Required work:
Print, exactly as written, every line from the first line of the records below through the line containing "use crate::geom::Rect;", and nothing further.

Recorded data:
......
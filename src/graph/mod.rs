//! The map graph: cells, corners and the dual edge structure
//!
//! Built once from a Voronoi diagram, the graph carries three arenas indexed
//! by plain `usize` handles. Every edge is simultaneously a Voronoi edge
//! (between two corners) and a Delaunay edge (between two cell centers), and
//! all adjacency lists are wired symmetrically with duplicate suppression.
//! Terrain passes only ever touch this graph, never the diagram again.

use std::collections::HashMap;

use glam::DVec2;

use crate::diagram::edge::Lr;
use crate::diagram::Voronoi;
use crate::geom::Rect;
use crate::terrain::Biome;

/// A map cell, dual to one Voronoi site.
#[derive(Debug, Clone)]
pub struct Center {
    pub index: usize,
    pub loc: DVec2,
    /// Adjacent cells (Delaunay neighbors).
    pub neighbors: Vec<usize>,
    /// Edges bounding this cell.
    pub borders: Vec<usize>,
    /// Corners of this cell's polygon, sorted counterclockwise around `loc`.
    pub corners: Vec<usize>,
    /// Whether the cell touches the plot boundary.
    pub border: bool,
    pub water: bool,
    pub ocean: bool,
    pub coast: bool,
    pub elevation: f64,
    pub moisture: f64,
    pub biome: Biome,
    /// Polygon area, filled in by the terrain pipeline.
    pub area: f64,
}

/// A polygon corner, shared between the cells that meet there.
#[derive(Debug, Clone)]
pub struct Corner {
    pub index: usize,
    pub loc: DVec2,
    /// Whether the corner lies on the plot boundary.
    pub border: bool,
    pub water: bool,
    pub ocean: bool,
    pub coast: bool,
    pub elevation: f64,
    pub moisture: f64,
    /// River volume through this corner; 0 means no river.
    pub river: u32,
    /// Adjacent corner with the lowest elevation, set by the terrain
    /// pipeline. A corner that is its own local minimum points to itself.
    pub downslope: Option<usize>,
    /// Cells meeting at this corner.
    pub touches: Vec<usize>,
    /// Edges radiating from this corner.
    pub protrudes: Vec<usize>,
    /// Corners connected by one edge.
    pub adjacent: Vec<usize>,
}

/// An edge of the dual graph.
///
/// `d0`/`d1` are the two cells the edge separates; `v0`/`v1` the corners it
/// connects. A corner can be missing when the underlying Voronoi edge was
/// clipped away entirely; such edges still record cell adjacency but carry
/// no geometry.
#[derive(Debug, Clone)]
pub struct MapEdge {
    pub index: usize,
    pub d0: usize,
    pub d1: usize,
    pub v0: Option<usize>,
    pub v1: Option<usize>,
    /// Midpoint of the corner pair, when both corners exist.
    pub midpoint: Option<DVec2>,
    /// River volume along this edge; 0 means no river.
    pub river: u32,
}

/// The complete cell/corner/edge graph of a map.
#[derive(Debug, Clone)]
pub struct MapGraph {
    pub centers: Vec<Center>,
    pub corners: Vec<Corner>,
    pub edges: Vec<MapEdge>,
    pub bounds: Rect,
}

fn push_unique(list: &mut Vec<usize>, value: usize) {
    if !list.contains(&value) {
        list.push(value);
    }
}

impl MapGraph {
    /// Build the graph from a finished diagram.
    ///
    /// Cell indices equal diagram site indices; corners are deduplicated by
    /// quantizing their coordinates to integers (corners closer than one
    /// unit merge).
    pub fn build(voronoi: &Voronoi) -> MapGraph {
        let bounds = voronoi.bounds();
        let mut graph = MapGraph {
            centers: Vec::new(),
            corners: Vec::new(),
            edges: Vec::new(),
            bounds,
        };

        for (index, loc) in voronoi.site_coords().into_iter().enumerate() {
            graph.centers.push(Center {
                index,
                loc,
                neighbors: Vec::new(),
                borders: Vec::new(),
                corners: Vec::new(),
                border: false,
                water: false,
                ocean: false,
                coast: false,
                elevation: 0.0,
                moisture: 0.0,
                biome: Biome::Ocean,
                area: 0.0,
            });
        }

        let mut corner_map: HashMap<i64, usize> = HashMap::new();
        for lib_edge in voronoi.edges() {
            let index = graph.edges.len();
            let (p0, p1) = match (
                lib_edge.clipped_end(Lr::Left),
                lib_edge.clipped_end(Lr::Right),
            ) {
                (Some(p0), Some(p1)) => (Some(p0), Some(p1)),
                _ => (None, None),
            };
            let v0 = p0.and_then(|p| graph.make_corner(&mut corner_map, p));
            let v1 = p1.and_then(|p| graph.make_corner(&mut corner_map, p));
            let d0 = lib_edge.left_site;
            let d1 = lib_edge.right_site;
            let midpoint = match (p0, p1) {
                (Some(p0), Some(p1)) => Some((p0 + p1) * 0.5),
                _ => None,
            };
            graph.edges.push(MapEdge {
                index,
                d0,
                d1,
                v0,
                v1,
                midpoint,
                river: 0,
            });

            graph.centers[d0].borders.push(index);
            graph.centers[d1].borders.push(index);
            if let Some(v0) = v0 {
                graph.corners[v0].protrudes.push(index);
            }
            if let Some(v1) = v1 {
                if v1 != v0.unwrap_or(usize::MAX) {
                    graph.corners[v1].protrudes.push(index);
                }
            }

            push_unique(&mut graph.centers[d0].neighbors, d1);
            push_unique(&mut graph.centers[d1].neighbors, d0);

            if let (Some(v0), Some(v1)) = (v0, v1) {
                // Zero-length edges would make a corner adjacent to itself.
                if v0 != v1 {
                    push_unique(&mut graph.corners[v0].adjacent, v1);
                    push_unique(&mut graph.corners[v1].adjacent, v0);
                }
            }

            for d in [d0, d1] {
                if let Some(v0) = v0 {
                    push_unique(&mut graph.centers[d].corners, v0);
                }
                if let Some(v1) = v1 {
                    push_unique(&mut graph.centers[d].corners, v1);
                }
            }
            for v in [v0, v1].into_iter().flatten() {
                push_unique(&mut graph.corners[v].touches, d0);
                push_unique(&mut graph.corners[v].touches, d1);
            }
        }

        for center in &mut graph.centers {
            center.border = center.corners.iter().any(|&c| graph.corners[c].border);
        }

        graph.sort_corners_counterclockwise();
        graph
    }

    fn make_corner(&mut self, corner_map: &mut HashMap<i64, usize>, p: DVec2) -> Option<usize> {
        let key = (p.x as i64) + (p.y as i64) * (self.bounds.width as i64) * 2;
        if let Some(&existing) = corner_map.get(&key) {
            return Some(existing);
        }
        let index = self.corners.len();
        self.corners.push(Corner {
            index,
            loc: p,
            border: self.bounds.lies_on_axes(p),
            water: false,
            ocean: false,
            coast: false,
            elevation: 0.0,
            moisture: 0.0,
            river: 0,
            downslope: None,
            touches: Vec::new(),
            protrudes: Vec::new(),
            adjacent: Vec::new(),
        });
        corner_map.insert(key, index);
        Some(index)
    }

    /// Sort every cell's corner list counterclockwise around the cell center,
    /// so the list reads as an ordered polygon.
    fn sort_corners_counterclockwise(&mut self) {
        let locs: Vec<DVec2> = self.corners.iter().map(|c| c.loc).collect();
        for center in &mut self.centers {
            let origin = center.loc;
            center.corners.sort_by(|&a, &b| {
                let pa = locs[a] - origin;
                let pb = locs[b] - origin;
                pa.y.atan2(pa.x).total_cmp(&pb.y.atan2(pb.x))
            });
        }
    }

    /// Move every non-border corner to the centroid of the cells touching it.
    ///
    /// This smooths the sharp polygon artifacts of a raw diagram without
    /// changing any adjacency; edge midpoints are recomputed afterwards.
    pub fn improve_corners(&mut self) {
        let mut new_locs: Vec<DVec2> = Vec::with_capacity(self.corners.len());
        for corner in &self.corners {
            if corner.border || corner.touches.is_empty() {
                new_locs.push(corner.loc);
            } else {
                let mut sum = DVec2::ZERO;
                for &center in &corner.touches {
                    sum += self.centers[center].loc;
                }
                new_locs.push(sum / corner.touches.len() as f64);
            }
        }
        for (corner, loc) in self.corners.iter_mut().zip(&new_locs) {
            corner.loc = *loc;
        }
        for edge in &mut self.edges {
            if let (Some(v0), Some(v1)) = (edge.v0, edge.v1) {
                edge.midpoint = Some((self.corners[v0].loc + self.corners[v1].loc) * 0.5);
            }
        }
    }

    /// Land cells (not ocean, not lake).
    pub fn land_centers(&self) -> impl Iterator<Item = &Center> {
        self.centers.iter().filter(|c| !c.water)
    }
}

#[cfg(test)]
mod tests {
    use super::*;

    fn square_graph() -> MapGraph {
        let bounds = Rect::new(0.0, 0.0, 100.0, 100.0);
        let v = Voronoi::new(
            vec![
                DVec2::new(25.0, 25.0),
                DVec2::new(75.0, 25.0),
                DVec2::new(25.0, 75.0),
                DVec2::new(75.0, 75.0),
            ],
            bounds,
        );
        MapGraph::build(&v)
    }

    #[test]
    fn test_square_graph_arenas() {
        let graph = square_graph();
        assert_eq!(graph.centers.len(), 4);
        // One shared interior corner plus one corner per boundary crossing.
        assert_eq!(graph.corners.len(), 5);
        let interior: Vec<&Corner> =
            graph.corners.iter().filter(|c| !c.border).collect();
        assert_eq!(interior.len(), 1);
        assert!((interior[0].loc - DVec2::new(50.0, 50.0)).length() < 1e-9);
    }

    #[test]
    fn test_wiring_is_symmetric() {
        let graph = square_graph();
        for center in &graph.centers {
            for &n in &center.neighbors {
                assert!(graph.centers[n].neighbors.contains(&center.index));
            }
            for &c in &center.corners {
                assert!(graph.corners[c].touches.contains(&center.index));
            }
        }
        for corner in &graph.corners {
            for &a in &corner.adjacent {
                assert!(graph.corners[a].adjacent.contains(&corner.index));
                assert_ne!(a, corner.index);
            }
            for &e in &corner.protrudes {
                let edge = &graph.edges[e];
                assert!(edge.v0 == Some(corner.index) || edge.v1 == Some(corner.index));
            }
        }
    }

    #[test]
    fn test_interior_corner_touches_all_cells() {
        let graph = square_graph();
        let interior = graph
            .corners
            .iter()
            .find(|c| !c.border)
            .map(|c| c.index)
            .unwrap();
        let mut touches = graph.corners[interior].touches.clone();
        touches.sort_unstable();
        assert_eq!(touches, vec![0, 1, 2, 3]);
    }

    #[test]
    fn test_corners_sorted_counterclockwise() {
        let graph = square_graph();
        for center in &graph.centers {
            let angles: Vec<f64> = center
                .corners
                .iter()
                .map(|&c| {
                    let d = graph.corners[c].loc - center.loc;
                    d.y.atan2(d.x)
                })
                .collect();
            for pair in angles.windows(2) {
                assert!(pair[0] <= pair[1]);
            }
        }
    }

    #[test]
    fn test_improve_corners_keeps_border_fixed() {
        let mut graph = square_graph();
        let before: Vec<DVec2> = graph.corners.iter().map(|c| c.loc).collect();
        graph.improve_corners();
        for (corner, old) in graph.corners.iter().zip(&before) {
            if corner.border {
                assert_eq!(corner.loc, *old);
            }
        }
        // The interior corner of the symmetric grid is already the centroid.
        let interior = graph.corners.iter().find(|c| !c.border).unwrap();
        assert!((interior.loc - DVec2::new(50.0, 50.0)).length() < 1e-9);
    }
}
......
Solution to this exercise:
filename src/graph/mod.rs
//! The map graph: cells, corners and the dual edge structure
//!
//! Built once from a Voronoi diagram, the graph carries three arenas indexed
//! by plain `usize` handles. Every edge is simultaneously a Voronoi edge
//! (between two corners) and a Delaunay edge (between two cell centers), and
//! all adjacency lists are wired symmetrically with duplicate suppression.
//! Terrain passes only ever touch this graph, never the diagram again.

use std::collections::HashMap;

use glam::DVec2;

use crate::diagram::edge::Lr;
use crate::diagram::Voronoi;
use crate::geom::Rect;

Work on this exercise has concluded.